%%

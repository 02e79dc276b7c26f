//! ConPTY plumbing for Windows.
//!
//! Safe wrapper around the Win32 pseudo-console API: pipe setup, console
//! creation, spawning a child process with the pseudo-console attribute,
//! and the ordered teardown of every handle involved.

use std::ffi::c_void;
use std::io;
use std::path::Path;

use thiserror::Error;

use windows::core::{PCWSTR, PWSTR};
use windows::Win32::Foundation::{
    CloseHandle, DuplicateHandle, SetHandleInformation, BOOL, DUPLICATE_SAME_ACCESS, HANDLE,
    HANDLE_FLAGS, HANDLE_FLAG_INHERIT,
};
use windows::Win32::Security::SECURITY_ATTRIBUTES;
use windows::Win32::Storage::FileSystem::{ReadFile, WriteFile};
use windows::Win32::System::Console::{
    ClosePseudoConsole, CreatePseudoConsole, ResizePseudoConsole, COORD, HPCON,
};
use windows::Win32::System::Pipes::CreatePipe;
use windows::Win32::System::Threading::{
    CreateProcessW, DeleteProcThreadAttributeList, GetCurrentProcess, GetExitCodeProcess,
    InitializeProcThreadAttributeList, TerminateProcess, UpdateProcThreadAttribute,
    WaitForSingleObject, CREATE_UNICODE_ENVIRONMENT, EXTENDED_STARTUPINFO_PRESENT, INFINITE,
    LPPROC_THREAD_ATTRIBUTE_LIST, PROCESS_INFORMATION, STARTUPINFOEXW,
};
use windows::Win32::System::IO::CancelIoEx;

#[derive(Error, Debug)]
pub enum PtyError {
    #[error("failed to create pipe: {0}")]
    PipeCreation(#[source] windows::core::Error),

    #[error("failed to create pseudo console: {0}")]
    ConsoleCreation(#[source] windows::core::Error),

    #[error("failed to duplicate pipe handle: {0}")]
    HandleDuplication(#[source] windows::core::Error),

    #[error("failed to build process attribute list: {0}")]
    AttributeList(#[source] windows::core::Error),

    #[error("failed to spawn process: {0}")]
    ProcessSpawn(#[source] windows::core::Error),

    #[error("failed to resize pseudo console: {0}")]
    Resize(#[source] windows::core::Error),

    #[error("failed to read from pty: {0}")]
    Read(#[source] io::Error),

    #[error("failed to write to pty: {0}")]
    Write(#[source] io::Error),
}

pub type Result<T> = std::result::Result<T, PtyError>;

const PROC_THREAD_ATTRIBUTE_PSEUDOCONSOLE: usize = 0x00020016;

/// One ConPTY-backed child process and every OS resource bound to it.
///
/// Either all members are live (session running) or all have been
/// released: `open` unwinds fully when any step fails, so a partially
/// built bundle is never observable.
pub struct PseudoConsole {
    hpc: HPCON,
    input_write: HANDLE,
    output_read: HANDLE,
    process: PROCESS_INFORMATION,
    /// Backing storage for the proc-thread attribute list. The child keeps
    /// no reference, but it is released with the other members.
    attr_list: Vec<u8>,
    /// CreateProcessW may rewrite this buffer in place; owned until teardown.
    cmdline: Vec<u16>,
}

// Safety: the raw handles are only mutated by open/release, which the
// owning session serializes; concurrent read/write/wait on the distinct
// handles is the supported kernel usage.
unsafe impl Send for PseudoConsole {}
unsafe impl Sync for PseudoConsole {}

/// The four raw ends from CreatePipe. The child-facing ends belong to the
/// pseudo console once it exists and our ends get duplicated, so every raw
/// end is closed after construction, on success and failure alike.
#[derive(Default)]
struct PipeEnds {
    input_read: HANDLE,
    input_write: HANDLE,
    output_read: HANDLE,
    output_write: HANDLE,
}

impl PipeEnds {
    unsafe fn close_all(&mut self) {
        for handle in [
            self.input_read,
            self.input_write,
            self.output_read,
            self.output_write,
        ] {
            if !handle.is_invalid() {
                let _ = CloseHandle(handle);
            }
        }
        *self = Self::default();
    }
}

impl PseudoConsole {
    /// Spawn `command_line` under a new pseudo console of the given size.
    pub fn open(command_line: &str, working_dir: &Path, cols: u16, rows: u16) -> Result<Self> {
        let mut pty = PseudoConsole {
            hpc: HPCON::default(),
            input_write: HANDLE::default(),
            output_read: HANDLE::default(),
            process: PROCESS_INFORMATION::default(),
            attr_list: Vec::new(),
            cmdline: Vec::new(),
        };

        let mut ends = PipeEnds::default();
        let result =
            unsafe { pty.open_internal(&mut ends, command_line, working_dir, cols, rows) };
        unsafe { ends.close_all() };

        if let Err(e) = result {
            pty.release();
            return Err(e);
        }
        Ok(pty)
    }

    unsafe fn open_internal(
        &mut self,
        ends: &mut PipeEnds,
        command_line: &str,
        working_dir: &Path,
        cols: u16,
        rows: u16,
    ) -> Result<()> {
        let security = SECURITY_ATTRIBUTES {
            nLength: std::mem::size_of::<SECURITY_ATTRIBUTES>() as u32,
            lpSecurityDescriptor: std::ptr::null_mut(),
            bInheritHandle: BOOL::from(true),
        };

        // Input pipe (we write, the console reads)
        CreatePipe(
            &mut ends.input_read,
            &mut ends.input_write,
            Some(&security),
            0,
        )
        .map_err(PtyError::PipeCreation)?;

        // Output pipe (the console writes, we read)
        CreatePipe(
            &mut ends.output_read,
            &mut ends.output_write,
            Some(&security),
            0,
        )
        .map_err(PtyError::PipeCreation)?;

        // Our ends must not leak into the child
        let _ = SetHandleInformation(ends.input_write, HANDLE_FLAG_INHERIT.0, HANDLE_FLAGS(0));
        let _ = SetHandleInformation(ends.output_read, HANDLE_FLAG_INHERIT.0, HANDLE_FLAGS(0));

        let size = COORD {
            X: cols as i16,
            Y: rows as i16,
        };
        self.hpc = CreatePseudoConsole(size, ends.input_read, ends.output_write, 0)
            .map_err(PtyError::ConsoleCreation)?;

        self.input_write = duplicate_for_io(ends.input_write)?;
        self.output_read = duplicate_for_io(ends.output_read)?;

        // Attribute list binding the pseudo console to the new process
        let mut attr_size: usize = 0;
        let _ = InitializeProcThreadAttributeList(
            LPPROC_THREAD_ATTRIBUTE_LIST::default(),
            1,
            0,
            &mut attr_size,
        );

        let mut buffer = vec![0u8; attr_size];
        let attr_list = LPPROC_THREAD_ATTRIBUTE_LIST(buffer.as_mut_ptr() as *mut _);
        InitializeProcThreadAttributeList(attr_list, 1, 0, &mut attr_size)
            .map_err(PtyError::AttributeList)?;
        // The heap allocation is stable across the move into self.
        self.attr_list = buffer;

        UpdateProcThreadAttribute(
            attr_list,
            0,
            PROC_THREAD_ATTRIBUTE_PSEUDOCONSOLE,
            Some(self.hpc.0 as *const c_void),
            std::mem::size_of::<HPCON>(),
            None,
            None,
        )
        .map_err(PtyError::AttributeList)?;

        let mut startup_info = STARTUPINFOEXW {
            StartupInfo: std::mem::zeroed(),
            lpAttributeList: attr_list,
        };
        startup_info.StartupInfo.cb = std::mem::size_of::<STARTUPINFOEXW>() as u32;

        self.cmdline = wide_string(command_line);
        let dir_wide = wide_string(&working_dir.to_string_lossy());

        CreateProcessW(
            PCWSTR::null(),
            PWSTR(self.cmdline.as_mut_ptr()),
            None,
            None,
            false,
            EXTENDED_STARTUPINFO_PRESENT | CREATE_UNICODE_ENVIRONMENT,
            None,
            PCWSTR(dir_wide.as_ptr()),
            &startup_info.StartupInfo,
            &mut self.process,
        )
        .map_err(PtyError::ProcessSpawn)?;

        Ok(())
    }

    /// Resize the live pseudo console.
    pub fn resize(&self, cols: u16, rows: u16) -> Result<()> {
        let size = COORD {
            X: cols as i16,
            Y: rows as i16,
        };

        unsafe { ResizePseudoConsole(self.hpc, size).map_err(PtyError::Resize) }
    }

    /// Write bytes to the child's input stream.
    pub fn write(&self, data: &[u8]) -> Result<usize> {
        let mut written: u32 = 0;

        unsafe {
            WriteFile(self.input_write, Some(data), Some(&mut written), None)
                .map_err(|e| PtyError::Write(io::Error::from_raw_os_error(e.code().0 as i32)))?;
        }

        Ok(written as usize)
    }

    /// Blocking read from the child's output stream. Unblocked by
    /// `cancel_io` or by the pipe breaking when the console goes away.
    pub fn read(&self, buffer: &mut [u8]) -> Result<usize> {
        let mut read: u32 = 0;

        unsafe {
            ReadFile(self.output_read, Some(buffer), Some(&mut read), None)
                .map_err(|e| PtyError::Read(io::Error::from_raw_os_error(e.code().0 as i32)))?;
        }

        Ok(read as usize)
    }

    /// Cancel any in-flight read so a blocked pump thread can exit.
    pub fn cancel_io(&self) {
        unsafe {
            let _ = CancelIoEx(self.output_read, None);
        }
    }

    /// Best-effort kill of the child process.
    pub fn terminate(&self, exit_code: u32) {
        if self.process.hProcess.is_invalid() {
            return;
        }

        unsafe {
            if let Err(e) = TerminateProcess(self.process.hProcess, exit_code) {
                tracing::debug!("TerminateProcess failed: {e}");
            }
        }
    }

    /// Block until the child terminates; returns its exit code, or `None`
    /// when no process was spawned or the code cannot be read.
    pub fn wait_for_exit(&self) -> Option<u32> {
        if self.process.hProcess.is_invalid() {
            return None;
        }

        let mut exit_code: u32 = 0;
        unsafe {
            let _ = WaitForSingleObject(self.process.hProcess, INFINITE);
            GetExitCodeProcess(self.process.hProcess, &mut exit_code).ok()?;
        }
        Some(exit_code)
    }

    /// Release every resource in teardown order: duplicated pipe handles,
    /// process handle, thread handle, attribute list, pseudo console,
    /// command-line buffer. Safe to call repeatedly; each step checks
    /// validity first.
    fn release(&mut self) {
        unsafe {
            if !self.input_write.is_invalid() {
                let _ = CloseHandle(self.input_write);
                self.input_write = HANDLE::default();
            }
            if !self.output_read.is_invalid() {
                let _ = CloseHandle(self.output_read);
                self.output_read = HANDLE::default();
            }
            if !self.process.hProcess.is_invalid() {
                let _ = CloseHandle(self.process.hProcess);
                self.process.hProcess = HANDLE::default();
            }
            if !self.process.hThread.is_invalid() {
                let _ = CloseHandle(self.process.hThread);
                self.process.hThread = HANDLE::default();
            }
            if !self.attr_list.is_empty() {
                DeleteProcThreadAttributeList(LPPROC_THREAD_ATTRIBUTE_LIST(
                    self.attr_list.as_mut_ptr() as *mut _,
                ));
                self.attr_list = Vec::new();
            }
            if !self.hpc.is_invalid() {
                ClosePseudoConsole(self.hpc);
                self.hpc = HPCON::default();
            }
            self.cmdline = Vec::new();
        }
    }
}

impl Drop for PseudoConsole {
    fn drop(&mut self) {
        self.release();
    }
}

unsafe fn duplicate_for_io(source: HANDLE) -> Result<HANDLE> {
    let mut duplicated = HANDLE::default();
    DuplicateHandle(
        GetCurrentProcess(),
        source,
        GetCurrentProcess(),
        &mut duplicated,
        0,
        false,
        DUPLICATE_SAME_ACCESS,
    )
    .map_err(PtyError::HandleDuplication)?;
    Ok(duplicated)
}

fn wide_string(value: &str) -> Vec<u16> {
    value.encode_utf16().chain(std::iter::once(0)).collect()
}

%%

**What you should do:** Within the records, on how many lines does the word "WaitForSingleObject" appear? Provide the number alone.

**Finished exercise:** 2